PROMPT:
Could you reproduce, from the records below, everything from the line with "assert!(view.remove_from_parent());" down to the line with "view.hide();", keeping both of those lines and changing nothing?
[Opening DATASET EXCERPTS section]
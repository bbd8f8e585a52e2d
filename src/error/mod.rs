mod types;

pub use types::{MvvmError, Result};
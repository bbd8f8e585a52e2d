//! Views, their view models and pop-ups.
//!
//! A [`View`] is the application-defined part of a display surface. The
//! framework wraps it in a [`UiView`], which owns the host widget, the
//! view model binding and the destroy notification.

use std::any::Any;
use std::fmt;
use std::sync::atomic::{AtomicBool, Ordering};
use std::sync::{Arc, Mutex, Weak};

use serde_json::json;

use crate::class::{Class, ClassId, Instance};
use crate::error::{MvvmError, Result};
use crate::host::{ControllerHandle, UiLayer, Visibility, Widget, WidgetHandle};
use crate::logging::{LogLevel, json_kv};
use crate::models::{ModelRepository, RepositoryLinks, WorldModelRepository};
use crate::runtime::World;
use crate::runtime::audit::LifecycleAuditStage;
use crate::runtime::context::{ContextObject, WorldContextAccessor};
use crate::runtime::diagnostics::Diagnostics;
use crate::runtime::notify::DestroyNotifier;

mod pop_up;
mod view_model;

pub use pop_up::{DEFAULT_POP_UP_LIFESPAN, PopUp, PopUpClass, UiPopUp};
pub use view_model::{ViewModel, ViewModelBinding, ViewModelClass};

pub trait View: Any + Send + Sync {
    /// The view model created for this view on initialization. `None` is a
    /// wiring error.
    fn view_model_class(&self) -> Option<ViewModelClass>;

    fn layer(&self) -> UiLayer {
        UiLayer::GameplayView
    }

    /// Override for transition effects.
    fn show(&self, widget: &Widget) {
        widget.set_visibility(Visibility::Visible);
    }

    fn hide(&self, widget: &Widget) {
        widget.set_visibility(Visibility::Collapsed);
    }
}

pub type ViewClass = Class<dyn View>;

impl Class<dyn View> {
    pub fn of<T: View + Default>() -> Self {
        Self::with_factory::<T>(|| {
            let view = Arc::new(T::default());
            Instance {
                object: view.clone(),
                any: view,
            }
        })
    }
}

pub struct UiView {
    class: ClassId,
    view: Instance<dyn View>,
    widget: Widget,
    outer: Weak<dyn ContextObject>,
    context: WorldContextAccessor,
    initialized: AtomicBool,
    removed: AtomicBool,
    view_model: Mutex<Option<Arc<ViewModelBinding>>>,
    on_destroy: DestroyNotifier,
    diagnostics: Diagnostics,
}

impl UiView {
    pub(crate) fn new(
        class: ClassId,
        view: Instance<dyn View>,
        widget: Widget,
        outer: Weak<dyn ContextObject>,
        diagnostics: Diagnostics,
    ) -> Arc<Self> {
        Arc::new(Self {
            class,
            view,
            widget,
            context: WorldContextAccessor::new(outer.clone()),
            outer,
            initialized: AtomicBool::new(false),
            removed: AtomicBool::new(false),
            view_model: Mutex::new(None),
            on_destroy: DestroyNotifier::new(),
            diagnostics,
        })
    }

    /// Creates the configured view model, injects both repositories and
    /// binds it to this view. A second call is a no-op.
    pub fn initialize(
        self: &Arc<Self>,
        model_repository: &Arc<ModelRepository>,
        world_model_repository: &Arc<WorldModelRepository>,
    ) -> Result<()> {
        if self.initialized.swap(true, Ordering::SeqCst) {
            return Ok(());
        }
        let result = self.bind_view_model(model_repository, world_model_repository);
        if let Err(err) = &result {
            self.initialized.store(false, Ordering::SeqCst);
            self.diagnostics.log(
                LogLevel::Error,
                "view_initialize_failed",
                [
                    json_kv("view", json!(self.class.name())),
                    json_kv("error", json!(err.to_string())),
                ],
            );
        }
        result
    }

    fn bind_view_model(
        self: &Arc<Self>,
        model_repository: &Arc<ModelRepository>,
        world_model_repository: &Arc<WorldModelRepository>,
    ) -> Result<()> {
        let class = self
            .view
            .object
            .view_model_class()
            .ok_or(MvvmError::MissingViewModelClass {
                view: self.class.name(),
            })?;
        let instance = class
            .instantiate()
            .ok_or(MvvmError::AbstractClass(class.name()))?;

        let links = RepositoryLinks::new(model_repository, Some(world_model_repository));
        let binding = ViewModelBinding::new(class.id(), instance, links);
        if let Ok(mut slot) = self.view_model.lock() {
            *slot = Some(Arc::clone(&binding));
        }
        binding.bind(self)?;

        self.diagnostics
            .record_metrics(|metrics| metrics.record_view_initialized());
        self.diagnostics.lifecycle(
            LifecycleAuditStage::ViewInitialized,
            "view_initialized",
            [
                json_kv("view", json!(self.class.name())),
                json_kv("view_model", json!(class.name())),
            ],
        );
        Ok(())
    }

    /// Detaches the widget and fires the destroy notification, then
    /// releases the view model. Returns `false` if already removed.
    pub fn remove_from_parent(&self) -> bool {
        if self.removed.swap(true, Ordering::SeqCst) {
            return false;
        }
        self.widget.detach();
        self.on_destroy.broadcast();
        let released = self.view_model.lock().ok().and_then(|mut slot| slot.take());
        drop(released);
        true
    }

    pub fn show(&self) {
        self.view.object.show(&self.widget);
    }

    pub fn hide(&self) {
        self.view.object.hide(&self.widget);
    }

    pub(crate) fn attach_to_display(&self) {
        self.widget.attach_to_display(self.layer());
    }

    pub fn class_id(&self) -> ClassId {
        self.class
    }

    pub fn widget(&self) -> &Widget {
        &self.widget
    }

    pub fn handle(&self) -> WidgetHandle {
        self.widget.handle()
    }

    pub fn layer(&self) -> UiLayer {
        self.view.object.layer()
    }

    pub fn is_initialized(&self) -> bool {
        self.initialized.load(Ordering::SeqCst)
    }

    pub fn is_removed(&self) -> bool {
        self.removed.load(Ordering::SeqCst)
    }

    pub fn on_destroy(&self) -> &DestroyNotifier {
        &self.on_destroy
    }

    pub fn world(&self) -> Option<Arc<World>> {
        self.context.resolve()
    }

    /// The widget's owner, else the scene's default controller.
    pub fn owning_controller(&self) -> Option<ControllerHandle> {
        self.widget
            .owner()
            .or_else(|| self.world().and_then(|world| world.default_controller()))
    }

    pub fn view<T: View>(&self) -> Option<Arc<T>> {
        self.view.downcast::<T>()
    }

    pub fn view_model_binding(&self) -> Option<Arc<ViewModelBinding>> {
        self.view_model.lock().ok().and_then(|slot| slot.clone())
    }

    pub fn view_model<T: ViewModel>(&self) -> Option<Arc<T>> {
        self.view_model_binding()
            .and_then(|binding| binding.model::<T>())
    }
}

impl ContextObject for UiView {
    fn outer(&self) -> Option<Arc<dyn ContextObject>> {
        self.outer.upgrade()
    }
}

impl fmt::Debug for UiView {
    fn fmt(&self, f: &mut fmt::Formatter<'_>) -> fmt::Result {
        f.debug_struct("UiView")
            .field("class", &self.class)
            .field("widget", &self.widget)
            .field("initialized", &self.is_initialized())
            .field("removed", &self.is_removed())
            .finish()
    }
}

#[cfg(test)]
mod tests {
    use super::*;
    use crate::host::HostServices;
    use crate::host::simulated::SimulatedHost;
    use crate::models::SessionModel;
    use crate::runtime::{Application, FrameworkConfig};
    use std::sync::atomic::AtomicUsize;

    #[derive(Default)]
    struct Score {
        points: AtomicUsize,
    }

    impl SessionModel for Score {}

    #[derive(Default)]
    struct ScoreViewModel {
        inits: AtomicUsize,
        destroys: AtomicUsize,
        saw_owner: AtomicBool,
        rebroadcast: AtomicBool,
    }

    impl ViewModel for ScoreViewModel {
        fn on_initialize(&self, binding: &ViewModelBinding) {
            self.inits.fetch_add(1, Ordering::SeqCst);
            self.saw_owner
                .store(binding.owner_view().is_some(), Ordering::SeqCst);
            let repository = binding.model_repository().expect("session repository");
            repository
                .get_session_model::<Score>()
                .expect("score")
                .points
                .fetch_add(10, Ordering::SeqCst);
        }

        fn on_destroy(&self, binding: &ViewModelBinding) {
            self.destroys.fetch_add(1, Ordering::SeqCst);
            if self.rebroadcast.load(Ordering::SeqCst) {
                if let Some(owner) = binding.owner_view() {
                    owner.on_destroy().broadcast();
                }
            }
        }
    }

    #[derive(Default)]
    struct ScoreView;

    impl View for ScoreView {
        fn view_model_class(&self) -> Option<ViewModelClass> {
            Some(ViewModelClass::of::<ScoreViewModel>())
        }

        fn layer(&self) -> UiLayer {
            UiLayer::Hud
        }
    }

    #[derive(Default)]
    struct Unwired;

    impl View for Unwired {
        fn view_model_class(&self) -> Option<ViewModelClass> {
            None
        }
    }

    struct Fixture {
        _app: Arc<Application>,
        world: Arc<World>,
        host: Arc<SimulatedHost>,
    }

    fn fixture() -> Fixture {
        let host = Arc::new(SimulatedHost::new());
        let app = Application::new(FrameworkConfig::default());
        let world = app.create_world("hud", HostServices::from_host(host.clone()));
        Fixture {
            _app: app,
            world,
            host,
        }
    }

    fn initialized<T: View + Default>(fixture: &Fixture) -> Arc<UiView> {
        let subsystem = fixture.world.window_subsystem();
        let view = subsystem
            .create_view::<T>(None)
            .expect("create")
            .expect("view");
        assert!(subsystem.initialize_exists_view(&view).expect("initialize"));
        view
    }

    #[test]
    fn initialize_binds_view_model_once() {
        let fixture = fixture();
        let view = initialized::<ScoreView>(&fixture);
        assert!(view.is_initialized());

        let subsystem = fixture.world.window_subsystem();
        assert!(!subsystem.initialize_exists_view(&view).expect("again"));

        let view_model = view.view_model::<ScoreViewModel>().expect("view model");
        assert_eq!(view_model.inits.load(Ordering::SeqCst), 1);
        assert!(view_model.saw_owner.load(Ordering::SeqCst));
        let score = fixture
            .world
            .model_repository()
            .expect("repository")
            .get_session_model::<Score>()
            .expect("score");
        assert_eq!(score.points.load(Ordering::SeqCst), 10);
    }

    #[test]
    fn missing_view_model_class_is_an_error() {
        let fixture = fixture();
        let subsystem = fixture.world.window_subsystem();
        let view = subsystem
            .create_view::<Unwired>(None)
            .expect("create")
            .expect("view");
        let err = subsystem.initialize_exists_view(&view).err().expect("error");
        assert!(matches!(err, MvvmError::MissingViewModelClass { view: "Unwired" }));
        assert!(!view.is_initialized());
    }

    #[test]
    fn removal_destroys_view_model_after_unsubscribing() {
        let fixture = fixture();
        let view = initialized::<ScoreView>(&fixture);
        let binding = view.view_model_binding().expect("binding");
        let view_model = binding.model::<ScoreViewModel>().expect("model");
        view_model.rebroadcast.store(true, Ordering::SeqCst);
        assert!(binding.is_subscribed());

        assert!(view.remove_from_parent());
        assert!(!view.remove_from_parent());
        assert_eq!(view_model.destroys.load(Ordering::SeqCst), 1);
        assert!(!binding.is_subscribed());
        assert!(binding.is_destroyed());
        assert!(view.view_model_binding().is_none());
        assert_eq!(view.on_destroy().subscriber_count(), 0);
    }

    #[test]
    fn binding_twice_is_rejected() {
        let fixture = fixture();
        let view = initialized::<ScoreView>(&fixture);
        let binding = view.view_model_binding().expect("binding");
        let err = binding.bind(&view).err().expect("error");
        assert!(matches!(err, MvvmError::ViewModelAlreadyBound { .. }));
    }

    #[test]
    fn binding_does_not_keep_view_alive() {
        let fixture = fixture();
        let view = initialized::<ScoreView>(&fixture);
        let binding = view.view_model_binding().expect("binding");
        view.remove_from_parent();
        drop(view);
        assert!(binding.owner_view().is_none());
    }

    #[test]
    fn show_and_hide_drive_widget_visibility() {
        let fixture = fixture();
        let view = initialized::<ScoreView>(&fixture);
        view.hide();
        assert_eq!(fixture.host.visibility(view.handle()), Some(Visibility::Collapsed));
        view.show();
        assert_eq!(fixture.host.visibility(view.handle()), Some(Visibility::Visible));
        assert_eq!(view.layer(), UiLayer::Hud);
    }

    #[test]
    fn binding_reaches_scene_services() {
        let fixture = fixture();
        fixture
            .host
            .set_default_controller(Some(ControllerHandle(42)));
        let view = initialized::<ScoreView>(&fixture);
        let binding = view.view_model_binding().expect("binding");

        let world = binding.world().expect("world");
        assert!(Arc::ptr_eq(&world, &fixture.world));
        let subsystem = binding.window_subsystem().expect("subsystem");
        assert!(Arc::ptr_eq(&subsystem, fixture.world.window_subsystem()));
        assert_eq!(binding.owning_controller(), Some(ControllerHandle(42)));
        assert!(binding.world_model_repository().is_some());
        assert!(view.view::<ScoreView>().is_some());
    }
}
[Closing DATASET EXCERPTS section]
TASK OUTPUT:
        assert!(view.remove_from_parent());
        assert!(!view.remove_from_parent());
        assert_eq!(view_model.destroys.load(Ordering::SeqCst), 1);
        assert!(!binding.is_subscribed());
        assert!(binding.is_destroyed());
        assert!(view.view_model_binding().is_none());
        assert_eq!(view.on_destroy().subscriber_count(), 0);
    }

    #[test]
    fn binding_twice_is_rejected() {
        let fixture = fixture();
        let view = initialized::<ScoreView>(&fixture);
        let binding = view.view_model_binding().expect("binding");
        let err = binding.bind(&view).err().expect("error");
        assert!(matches!(err, MvvmError::ViewModelAlreadyBound { .. }));
    }

    #[test]
    fn binding_does_not_keep_view_alive() {
        let fixture = fixture();
        let view = initialized::<ScoreView>(&fixture);
        let binding = view.view_model_binding().expect("binding");
        view.remove_from_parent();
        drop(view);
        assert!(binding.owner_view().is_none());
    }

    #[test]
    fn show_and_hide_drive_widget_visibility() {
        let fixture = fixture();
        let view = initialized::<ScoreView>(&fixture);
        view.hide();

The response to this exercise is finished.